Calculations suggest that, for any n>0, binary strings of length n exist such that the number of distinct substrings of length k, 1<=k<=n, is as large as possible consistent with basic counting principles, i.e., n-k+1 substrings of length k starting at each of the n-k+1 possible starting positions, subject to the condition, however, that there cannot be more than 2^k distinct binary strings of length k. This suggests the following conjecture. Conjecture: The maximum number a(n) of distinct substrings of a binary string of length n is given by a(n) = Sum_{k=1..n} t(k) where t(k) is the smaller of 2^k and n-k+1.
Conjecture: a(n) = A006697(n)-1. - Vladeta Jovovic, Sep 19 2005
Conjecture: a(n) = 2^(m+1)-2 + (n-m)(n-m+1)/2, where m = floor(n+1-LambertW( 2^(n+1) * log(2) ) / log(2) ) = integer part of the solution to 2^x = n+1-x. This is based on the reasoning that you can construct the word of length n so that it contains the maximal possible number, max( n-k+1, 2^k ), of different substrings of length k. - M. F. Hasler, Dec 17 2007
From Peter Pein (petsie(AT)dordos.net), Jan 18 2008: (Start)

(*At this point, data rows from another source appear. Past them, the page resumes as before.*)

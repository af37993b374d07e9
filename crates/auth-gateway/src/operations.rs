//! Static table of auth server operations.
//!
//! Every remote call goes through [`Operation`]. The table fixes, per
//! operation, the HTTP method, how the 200 response body is decoded, and which
//! request parameter (if any) carries the gateway's service token.

use crate::error::GatewayError;
use std::fmt;
use std::str::FromStr;

/// HTTP method used for an operation.
#[derive(Debug, Clone, Copy, PartialEq, Eq)]
pub enum HttpMethod {
    /// Parameters sent as a query string.
    Get,
    /// Parameters sent as a JSON body.
    Post,
}

/// How a successful response body is decoded.
#[derive(Debug, Clone, Copy, PartialEq, Eq)]
pub enum ResponseFormat {
    /// Body is a JWT signed with the shared secret.
    Jwt,
    /// Body is plain JSON.
    Json,
    /// Body is returned as a raw string.
    Text,
}

/// Table entry for one operation.
#[derive(Debug, Clone, Copy, PartialEq, Eq)]
pub struct OperationEntry {
    pub method: HttpMethod,
    pub format: ResponseFormat,
    /// Request parameter holding the service token.
    pub service_token_field: Option<&'static str>,
}

/// Auth server operations.
#[derive(Debug, Clone, Copy, PartialEq, Eq, Hash)]
pub enum Operation {
    GetAuthorizationCode,
    GetServiceToken,
    ValidToken,
    GetUser,
    ServiceGetUser,
    GetUsers,
    SearchUser,
    AddUser,
    EditUser,
    GrantScopeRoles,
    DenyScopeRoles,
    GetMetadata,
    GetMetadataByService,
    SetAccountMetadata,
    ServiceSetAccountMetadata,
    ModifyScopeLimit,
    ServiceModifyScopeLimit,
    AddScope,
    GetTempToken,
    RetrieveTempData,
    CheckScopeId,
}

impl Operation {
    /// All operations, in table order.
    pub const ALL: [Operation; 21] = [
        Operation::GetAuthorizationCode,
        Operation::GetServiceToken,
        Operation::ValidToken,
        Operation::GetUser,
        Operation::ServiceGetUser,
        Operation::GetUsers,
        Operation::SearchUser,
        Operation::AddUser,
        Operation::EditUser,
        Operation::GrantScopeRoles,
        Operation::DenyScopeRoles,
        Operation::GetMetadata,
        Operation::GetMetadataByService,
        Operation::SetAccountMetadata,
        Operation::ServiceSetAccountMetadata,
        Operation::ModifyScopeLimit,
        Operation::ServiceModifyScopeLimit,
        Operation::AddScope,
        Operation::GetTempToken,
        Operation::RetrieveTempData,
        Operation::CheckScopeId,
    ];

    /// Wire name, which is also the URL path segment on the auth server.
    #[must_use]
    pub fn name(self) -> &'static str {
        match self {
            Operation::GetAuthorizationCode => "get_authorization_code",
            Operation::GetServiceToken => "get_service_token",
            Operation::ValidToken => "valid_token",
            Operation::GetUser => "get_user",
            Operation::ServiceGetUser => "service_get_user",
            Operation::GetUsers => "get_users",
            Operation::SearchUser => "search_user",
            Operation::AddUser => "add_user",
            Operation::EditUser => "edit_user",
            Operation::GrantScopeRoles => "grant_scope_roles",
            Operation::DenyScopeRoles => "deny_scope_roles",
            Operation::GetMetadata => "get_metadata",
            Operation::GetMetadataByService => "get_metadata_by_service",
            Operation::SetAccountMetadata => "set_account_metadata",
            Operation::ServiceSetAccountMetadata => "service_set_account_metadata",
            Operation::ModifyScopeLimit => "modify_scope_limit",
            Operation::ServiceModifyScopeLimit => "service_modify_scope_limit",
            Operation::AddScope => "add_scope",
            Operation::GetTempToken => "get_temp_token",
            Operation::RetrieveTempData => "retrieve_temp_data",
            Operation::CheckScopeId => "check_scope_id",
        }
    }

    /// Table entry for this operation.
    #[must_use]
    pub fn entry(self) -> OperationEntry {
        use HttpMethod::{Get, Post};
        use ResponseFormat::{Json, Jwt, Text};

        let (method, format, service_token_field) = match self {
            Operation::GetAuthorizationCode => (Post, Jwt, Some("service_token")),
            Operation::GetServiceToken => (Post, Jwt, None),
            Operation::ValidToken => (Post, Jwt, Some("code")),
            Operation::GetTempToken => (Post, Text, Some("service_token")),
            Operation::RetrieveTempData => (Get, Json, None),
            Operation::CheckScopeId => (Get, Json, Some("service_token")),
            Operation::GetUser
            | Operation::ServiceGetUser
            | Operation::GetUsers
            | Operation::SearchUser
            | Operation::AddUser
            | Operation::EditUser
            | Operation::GrantScopeRoles
            | Operation::DenyScopeRoles
            | Operation::GetMetadata
            | Operation::GetMetadataByService
            | Operation::SetAccountMetadata
            | Operation::ServiceSetAccountMetadata
            | Operation::ModifyScopeLimit
            | Operation::ServiceModifyScopeLimit
            | Operation::AddScope => (Post, Json, Some("service_token")),
        };

        OperationEntry {
            method,
            format,
            service_token_field,
        }
    }
}

impl fmt::Display for Operation {
    fn fmt(&self, f: &mut fmt::Formatter<'_>) -> fmt::Result {
        f.write_str(self.name())
    }
}

impl FromStr for Operation {
    type Err = GatewayError;

    /// Resolve a wire name. Unknown names are a programming error.
    fn from_str(name: &str) -> Result<Self, Self::Err> {
        Operation::ALL
            .into_iter()
            .find(|op| op.name() == name)
            .ok_or_else(|| GatewayError::UnknownOperation(name.to_string()))
    }
}

#[cfg(test)]
#[allow(clippy::unwrap_used, clippy::expect_used)]
mod tests {
    use super::*;

    #[test]
    fn test_core_table_entries() {
        let jwt_posts = [
            Operation::GetAuthorizationCode,
            Operation::GetServiceToken,
            Operation::ValidToken,
        ];
        for op in jwt_posts {
            let entry = op.entry();
            assert_eq!(entry.method, HttpMethod::Post, "{op}");
            assert_eq!(entry.format, ResponseFormat::Jwt, "{op}");
        }

        let json_posts = [Operation::GetUser, Operation::GetUsers, Operation::SearchUser];
        for op in json_posts {
            let entry = op.entry();
            assert_eq!(entry.method, HttpMethod::Post, "{op}");
            assert_eq!(entry.format, ResponseFormat::Json, "{op}");
        }
    }

    #[test]
    fn test_service_token_request_carries_no_service_token() {
        assert_eq!(Operation::GetServiceToken.entry().service_token_field, None);
        assert_eq!(Operation::ValidToken.entry().service_token_field, Some("code"));
    }

    #[test]
    fn test_get_operations() {
        assert_eq!(Operation::RetrieveTempData.entry().method, HttpMethod::Get);
        assert_eq!(Operation::CheckScopeId.entry().method, HttpMethod::Get);
        assert_eq!(Operation::GetTempToken.entry().format, ResponseFormat::Text);
    }

    #[test]
    fn test_from_str_round_trips_every_name() {
        for op in Operation::ALL {
            assert_eq!(op.name().parse::<Operation>().unwrap(), op);
        }
    }

    #[test]
    fn test_from_str_unknown_fails_fast() {
        let result = "drop_all_users".parse::<Operation>();
        assert!(matches!(result, Err(GatewayError::UnknownOperation(name)) if name == "drop_all_users"));
    }

    #[test]
    fn test_display_is_wire_name() {
        assert_eq!(Operation::GetServiceToken.to_string(), "get_service_token");
    }
}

The following heuristic seems to work for computing the maximal number of distinct substrings of a binary string of length n.
Start with the empty list and at each step try to insert a zero or a one at each possible position. Then pick the first list with the maximal number of sublists and start over.
Say we have had {0,0,1,1,0} as one of the lists with the maximal number of sublists. Then my candidates for the next test are:
With[{lastbest = {0, 0, 1, 1, 0}}, Union[Flatten[ Outer[Insert[lastbest, #2, #1] &, Range[1 + Length[lastbest]], {0, 1}, 1], 1]]]
{{0, 0, 0, 1, 1, 0}, {0, 0, 1, 0, 1, 0}, {0, 0, 1, 1, 0, 0}, {0, 0, 1, 1, 0, 1}, {0, 0, 1, 1, 1, 0}, {0, 1, 0, 1, 1, 0}, {1, 0, 0, 1, 1, 0}}
See http://freenet-homepage.de/Peter_Berlin/Mathe/heuristicA094913.nb for the Mathematica notebook with the complete (simple) algorithm. There's a screenshot too (same URL but with .png instead of .nb).
If this works correctly, the first 100 values of A094913 are calculated in 30 secs.
(End) [See also the remarks in the Fuller link in A134457.]
From Jon Perry, Nov 16 2010: (Start)
Conjecture: column sums of:
1 3 5 7 9 11 13 ...
1 3 5 7 ...
1 ...
....................
--------------------
1 3 5 8 12 16 21 ... (End)
LINKS
The history of this problem is given in a comment in the Electronic Journal of Combinatorics. Some of the conjectures above are proven in the papers cited.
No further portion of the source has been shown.